## The records

//! JS-facing DTO types for `twoslash_wasm`.
//!
//! Offsets and columns use UTF-16 code units. Monaco positions are 1-based.
pub mod v1;
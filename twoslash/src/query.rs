use serde::{Deserialize, Serialize};

use crate::marker::{Marker, MarkerKind};
use crate::source_map::SourceMap;

/// Document position whose quick info a marker asks for. Probing starts here and moves right.
#[derive(Debug, Clone, Copy, PartialEq, Eq, Serialize, Deserialize)]
pub struct QueryInfo {
    pub line: usize,
    pub column: usize,
}

/// Computes where a marker's info must be resolved.
///
/// Returns `None` for markers that have nothing to point at (a caret or own-line arrow on the
/// first line).
pub fn query_info(marker: &Marker, sm: &SourceMap<'_>) -> Option<QueryInfo> {
    match marker.kind {
        MarkerKind::Caret => caret_query(marker, sm),
        MarkerKind::Arrow => arrow_query(marker, sm),
    }
}

/// The caret points at the character in the same character column on the line above. Columns
/// are byte based, so the character count in front of the caret is mapped onto that line.
fn caret_query(marker: &Marker, sm: &SourceMap<'_>) -> Option<QueryInfo> {
    // `^` is the second to last character of the match.
    let caret_offset = marker.end().checked_sub(2)?;
    let caret = sm.line_col(caret_offset);
    let chars_before = sm.line_text(caret.line)?.get(..caret.col - 1)?.chars().count();

    let line = caret.line.checked_sub(1).filter(|line| *line >= 1)?;
    let above = sm.line_text(line)?;
    let byte = match above.char_indices().nth(chars_before) {
        Some((idx, _)) => idx,
        // Past the end of the line: keep the overshoot so nothing is found there.
        None => above.len() + chars_before - above.chars().count(),
    };

    Some(QueryInfo {
        line,
        column: byte + 1,
    })
}

fn arrow_query(marker: &Marker, sm: &SourceMap<'_>) -> Option<QueryInfo> {
    let leading = marker.leading_text();
    let meaningful = leading.trim_end_matches(|c: char| c.is_whitespace() || c == ';' || c == ',');

    if meaningful.is_empty() {
        return Some(QueryInfo {
            line: marker.line.checked_sub(1).filter(|line| *line >= 1)?,
            column: 1,
        });
    }

    // Start of the trailing word, or the last character when it is not part of a word.
    let word_start = meaningful
        .char_indices()
        .rev()
        .take_while(|(_, c)| is_word_char(*c))
        .last()
        .map(|(idx, _)| idx);
    let column = match word_start {
        Some(idx) => idx,
        None => meaningful.char_indices().last().map(|(idx, _)| idx)?,
    };

    Some(QueryInfo {
        line: marker.line,
        column: column + 1,
    })
}

fn is_word_char(c: char) -> bool {
    c.is_alphanumeric() || c == '_' || c == '$'
}
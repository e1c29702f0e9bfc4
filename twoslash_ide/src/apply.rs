//! The two ways a pass writes its edits back to the editor.

use std::ops::{Deref, DerefMut};

use serde::{Deserialize, Serialize};
use twoslash::{PLUGIN_ID, TextEdit};

use crate::{EditorModel, IdeError};

#[derive(Debug, Clone, Copy, PartialEq, Eq, Serialize, Deserialize)]
#[serde(rename_all = "camelCase")]
pub enum ApplyMode {
    /// User-triggered pass: edits join the user's last undo element, then the element is closed.
    UndoGroup,
    /// Undo/redo replay: edits go straight to the model, the undo stack is left alone.
    Replay,
}

/// Reopens the model's last undo element on creation and closes it again on drop, even when
/// the edits in between fail.
pub struct UndoGroup<'a, M: EditorModel + ?Sized> {
    model: &'a mut M,
}

impl<'a, M: EditorModel + ?Sized> UndoGroup<'a, M> {
    pub fn open(model: &'a mut M) -> Self {
        model.pop_stack_element();
        Self { model }
    }
}

impl<M: EditorModel + ?Sized> Deref for UndoGroup<'_, M> {
    type Target = M;

    fn deref(&self) -> &M {
        self.model
    }
}

impl<M: EditorModel + ?Sized> DerefMut for UndoGroup<'_, M> {
    fn deref_mut(&mut self) -> &mut M {
        self.model
    }
}

impl<M: EditorModel + ?Sized> Drop for UndoGroup<'_, M> {
    fn drop(&mut self) {
        self.model.push_stack_element();
    }
}

/// Writes `edits` to the model in the given mode.
pub fn apply_with_mode<M: EditorModel + ?Sized>(
    model: &mut M,
    edits: &[TextEdit],
    mode: ApplyMode,
) -> Result<(), IdeError> {
    match mode {
        ApplyMode::Replay => model.apply_edits(edits),
        ApplyMode::UndoGroup => {
            let mut group = UndoGroup::open(model);
            group.execute_edits(PLUGIN_ID, edits)
        }
    }
}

## Exercise aim
In the entries above, the lines from the one bearing "use crate::source_map::SourceMap;" up to and including the one bearing "is found there." should be transcribed exactly; no other line is wanted.

## Solution below
use crate::source_map::SourceMap;

/// Document position whose quick info a marker asks for. Probing starts here and moves right.
#[derive(Debug, Clone, Copy, PartialEq, Eq, Serialize, Deserialize)]
pub struct QueryInfo {
    pub line: usize,
    pub column: usize,
}

/// Computes where a marker's info must be resolved.
///
/// Returns `None` for markers that have nothing to point at (a caret or own-line arrow on the
/// first line).
pub fn query_info(marker: &Marker, sm: &SourceMap<'_>) -> Option<QueryInfo> {
    match marker.kind {
        MarkerKind::Caret => caret_query(marker, sm),
        MarkerKind::Arrow => arrow_query(marker, sm),
    }
}

/// The caret points at the character in the same character column on the line above. Columns
/// are byte based, so the character count in front of the caret is mapped onto that line.
fn caret_query(marker: &Marker, sm: &SourceMap<'_>) -> Option<QueryInfo> {
    // `^` is the second to last character of the match.
    let caret_offset = marker.end().checked_sub(2)?;
    let caret = sm.line_col(caret_offset);
    let chars_before = sm.line_text(caret.line)?.get(..caret.col - 1)?.chars().count();

    let line = caret.line.checked_sub(1).filter(|line| *line >= 1)?;
    let above = sm.line_text(line)?;
    let byte = match above.char_indices().nth(chars_before) {
        Some((idx, _)) => idx,
        // Past the end of the line: keep the overshoot so nothing is found there.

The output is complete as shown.